Whichever lines of the entries hold the word "drinks" should be identified and copied.

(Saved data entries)
□ □ □

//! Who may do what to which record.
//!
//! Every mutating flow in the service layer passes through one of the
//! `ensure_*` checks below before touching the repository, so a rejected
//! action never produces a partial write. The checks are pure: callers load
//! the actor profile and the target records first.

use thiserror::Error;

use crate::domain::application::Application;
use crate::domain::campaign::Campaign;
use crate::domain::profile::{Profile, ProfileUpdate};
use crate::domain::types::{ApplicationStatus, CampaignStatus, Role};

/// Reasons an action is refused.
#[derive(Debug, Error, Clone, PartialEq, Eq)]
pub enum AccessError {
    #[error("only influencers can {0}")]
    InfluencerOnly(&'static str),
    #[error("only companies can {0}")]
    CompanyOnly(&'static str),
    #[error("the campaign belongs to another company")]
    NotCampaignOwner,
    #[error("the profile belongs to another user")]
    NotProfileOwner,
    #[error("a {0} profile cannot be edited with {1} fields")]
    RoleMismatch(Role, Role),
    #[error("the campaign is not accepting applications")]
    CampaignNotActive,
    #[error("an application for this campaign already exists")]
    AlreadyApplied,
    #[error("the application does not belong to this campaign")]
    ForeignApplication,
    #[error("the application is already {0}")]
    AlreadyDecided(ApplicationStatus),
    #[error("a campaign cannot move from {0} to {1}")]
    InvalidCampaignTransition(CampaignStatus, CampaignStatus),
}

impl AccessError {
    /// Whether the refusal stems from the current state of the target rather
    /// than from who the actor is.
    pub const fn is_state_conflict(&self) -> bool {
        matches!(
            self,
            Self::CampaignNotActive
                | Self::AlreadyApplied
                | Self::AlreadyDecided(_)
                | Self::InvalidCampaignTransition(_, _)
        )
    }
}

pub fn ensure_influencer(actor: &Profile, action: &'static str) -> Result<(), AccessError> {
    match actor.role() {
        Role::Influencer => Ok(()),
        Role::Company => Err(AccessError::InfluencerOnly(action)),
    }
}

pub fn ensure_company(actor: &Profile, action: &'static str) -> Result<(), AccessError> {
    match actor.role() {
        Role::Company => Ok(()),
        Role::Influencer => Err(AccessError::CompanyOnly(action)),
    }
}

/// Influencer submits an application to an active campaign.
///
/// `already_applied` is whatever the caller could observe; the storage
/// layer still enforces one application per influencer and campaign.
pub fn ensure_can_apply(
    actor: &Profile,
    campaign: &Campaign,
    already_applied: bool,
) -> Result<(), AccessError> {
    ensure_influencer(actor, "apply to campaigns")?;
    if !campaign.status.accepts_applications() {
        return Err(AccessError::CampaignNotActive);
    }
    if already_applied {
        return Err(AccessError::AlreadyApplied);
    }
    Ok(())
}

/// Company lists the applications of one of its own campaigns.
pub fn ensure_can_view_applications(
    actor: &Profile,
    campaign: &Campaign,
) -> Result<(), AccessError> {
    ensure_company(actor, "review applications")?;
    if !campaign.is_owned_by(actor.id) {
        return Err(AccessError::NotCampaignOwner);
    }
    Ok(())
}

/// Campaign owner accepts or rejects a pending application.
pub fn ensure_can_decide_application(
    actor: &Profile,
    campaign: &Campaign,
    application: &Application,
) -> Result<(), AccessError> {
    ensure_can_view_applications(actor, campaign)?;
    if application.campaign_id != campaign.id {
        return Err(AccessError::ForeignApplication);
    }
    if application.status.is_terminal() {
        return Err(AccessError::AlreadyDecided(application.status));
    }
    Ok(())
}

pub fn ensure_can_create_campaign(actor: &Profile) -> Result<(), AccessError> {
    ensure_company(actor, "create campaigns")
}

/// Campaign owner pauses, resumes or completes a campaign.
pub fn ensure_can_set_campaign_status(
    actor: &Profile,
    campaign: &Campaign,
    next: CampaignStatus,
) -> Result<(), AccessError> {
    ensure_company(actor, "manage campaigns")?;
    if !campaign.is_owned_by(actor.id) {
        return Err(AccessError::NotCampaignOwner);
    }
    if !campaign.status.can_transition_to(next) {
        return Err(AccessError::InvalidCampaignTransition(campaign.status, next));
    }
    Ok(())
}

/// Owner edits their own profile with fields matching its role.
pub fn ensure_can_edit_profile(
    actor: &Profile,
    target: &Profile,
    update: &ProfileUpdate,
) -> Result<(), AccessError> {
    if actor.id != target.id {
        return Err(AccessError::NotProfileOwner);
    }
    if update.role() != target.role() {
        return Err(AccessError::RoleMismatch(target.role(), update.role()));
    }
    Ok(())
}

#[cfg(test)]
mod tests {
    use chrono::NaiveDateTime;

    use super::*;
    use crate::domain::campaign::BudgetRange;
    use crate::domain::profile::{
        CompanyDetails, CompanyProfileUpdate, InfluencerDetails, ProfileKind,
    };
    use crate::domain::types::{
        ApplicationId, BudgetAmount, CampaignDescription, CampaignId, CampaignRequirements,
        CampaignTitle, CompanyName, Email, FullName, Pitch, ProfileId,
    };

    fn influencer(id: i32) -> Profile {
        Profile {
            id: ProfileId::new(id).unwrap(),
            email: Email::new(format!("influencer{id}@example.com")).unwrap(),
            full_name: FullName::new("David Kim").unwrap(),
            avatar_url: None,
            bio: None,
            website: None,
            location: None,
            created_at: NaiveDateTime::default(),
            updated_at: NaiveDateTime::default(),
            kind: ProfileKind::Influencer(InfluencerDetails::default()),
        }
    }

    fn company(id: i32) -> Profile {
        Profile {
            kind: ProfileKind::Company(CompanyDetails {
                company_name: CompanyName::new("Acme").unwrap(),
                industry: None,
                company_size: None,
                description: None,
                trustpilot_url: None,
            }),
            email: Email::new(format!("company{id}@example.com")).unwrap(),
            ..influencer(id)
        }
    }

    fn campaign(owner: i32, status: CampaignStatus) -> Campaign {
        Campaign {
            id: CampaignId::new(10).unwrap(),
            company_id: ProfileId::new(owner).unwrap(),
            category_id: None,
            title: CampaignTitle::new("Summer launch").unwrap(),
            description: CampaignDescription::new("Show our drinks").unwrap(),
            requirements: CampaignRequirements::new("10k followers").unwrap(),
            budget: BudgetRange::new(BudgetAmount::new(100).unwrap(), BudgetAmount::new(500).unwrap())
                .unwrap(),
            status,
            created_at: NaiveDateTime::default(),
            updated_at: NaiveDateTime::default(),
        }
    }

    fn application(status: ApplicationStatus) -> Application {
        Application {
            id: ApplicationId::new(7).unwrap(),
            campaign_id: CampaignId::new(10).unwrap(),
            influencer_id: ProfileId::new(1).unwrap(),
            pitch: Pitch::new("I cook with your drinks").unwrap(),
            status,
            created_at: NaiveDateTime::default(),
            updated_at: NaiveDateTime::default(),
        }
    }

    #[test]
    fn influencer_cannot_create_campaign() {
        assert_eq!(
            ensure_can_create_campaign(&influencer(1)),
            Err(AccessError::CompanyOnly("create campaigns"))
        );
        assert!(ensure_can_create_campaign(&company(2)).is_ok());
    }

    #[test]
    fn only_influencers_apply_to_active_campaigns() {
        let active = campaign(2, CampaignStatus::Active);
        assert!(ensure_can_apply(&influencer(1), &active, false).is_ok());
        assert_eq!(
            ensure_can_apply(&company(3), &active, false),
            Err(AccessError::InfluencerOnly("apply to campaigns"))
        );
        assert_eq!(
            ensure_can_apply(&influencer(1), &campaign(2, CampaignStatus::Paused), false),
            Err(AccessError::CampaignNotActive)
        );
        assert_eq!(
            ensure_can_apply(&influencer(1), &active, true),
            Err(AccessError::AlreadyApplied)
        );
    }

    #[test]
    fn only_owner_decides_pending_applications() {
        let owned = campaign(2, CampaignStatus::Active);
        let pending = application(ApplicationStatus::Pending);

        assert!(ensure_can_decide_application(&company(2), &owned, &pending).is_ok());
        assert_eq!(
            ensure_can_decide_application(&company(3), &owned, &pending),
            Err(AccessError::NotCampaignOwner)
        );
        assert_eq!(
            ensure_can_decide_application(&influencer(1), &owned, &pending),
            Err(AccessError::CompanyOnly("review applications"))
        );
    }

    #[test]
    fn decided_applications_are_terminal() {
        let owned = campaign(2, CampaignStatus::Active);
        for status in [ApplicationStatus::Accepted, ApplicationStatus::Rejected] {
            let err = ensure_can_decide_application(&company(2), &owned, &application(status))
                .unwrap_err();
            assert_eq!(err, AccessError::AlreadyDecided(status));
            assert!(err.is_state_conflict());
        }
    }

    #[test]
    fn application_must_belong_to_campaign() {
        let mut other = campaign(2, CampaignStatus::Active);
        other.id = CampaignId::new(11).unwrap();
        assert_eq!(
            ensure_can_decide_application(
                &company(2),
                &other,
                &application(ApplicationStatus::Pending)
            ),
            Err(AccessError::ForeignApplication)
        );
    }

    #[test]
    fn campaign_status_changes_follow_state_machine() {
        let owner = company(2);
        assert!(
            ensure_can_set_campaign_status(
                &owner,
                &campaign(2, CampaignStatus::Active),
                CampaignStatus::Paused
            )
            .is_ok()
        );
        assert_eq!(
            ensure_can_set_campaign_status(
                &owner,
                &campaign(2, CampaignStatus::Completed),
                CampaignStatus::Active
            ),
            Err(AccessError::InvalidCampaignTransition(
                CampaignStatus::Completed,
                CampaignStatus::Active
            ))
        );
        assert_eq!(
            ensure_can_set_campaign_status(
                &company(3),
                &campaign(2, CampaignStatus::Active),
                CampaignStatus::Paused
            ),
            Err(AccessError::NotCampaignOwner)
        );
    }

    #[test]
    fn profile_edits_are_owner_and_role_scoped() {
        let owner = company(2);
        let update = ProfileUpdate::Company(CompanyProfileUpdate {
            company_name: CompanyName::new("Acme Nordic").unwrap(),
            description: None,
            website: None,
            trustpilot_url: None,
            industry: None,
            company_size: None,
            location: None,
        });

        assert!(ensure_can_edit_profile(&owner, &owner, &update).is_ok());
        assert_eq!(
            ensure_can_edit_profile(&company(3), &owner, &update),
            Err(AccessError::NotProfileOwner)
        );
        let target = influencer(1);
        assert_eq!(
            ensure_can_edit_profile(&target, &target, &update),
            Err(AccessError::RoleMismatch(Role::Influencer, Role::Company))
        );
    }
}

□ □ □

## [RESPONSE]
            description: CampaignDescription::new("Show our drinks").unwrap(),
            pitch: Pitch::new("I cook with your drinks").unwrap(),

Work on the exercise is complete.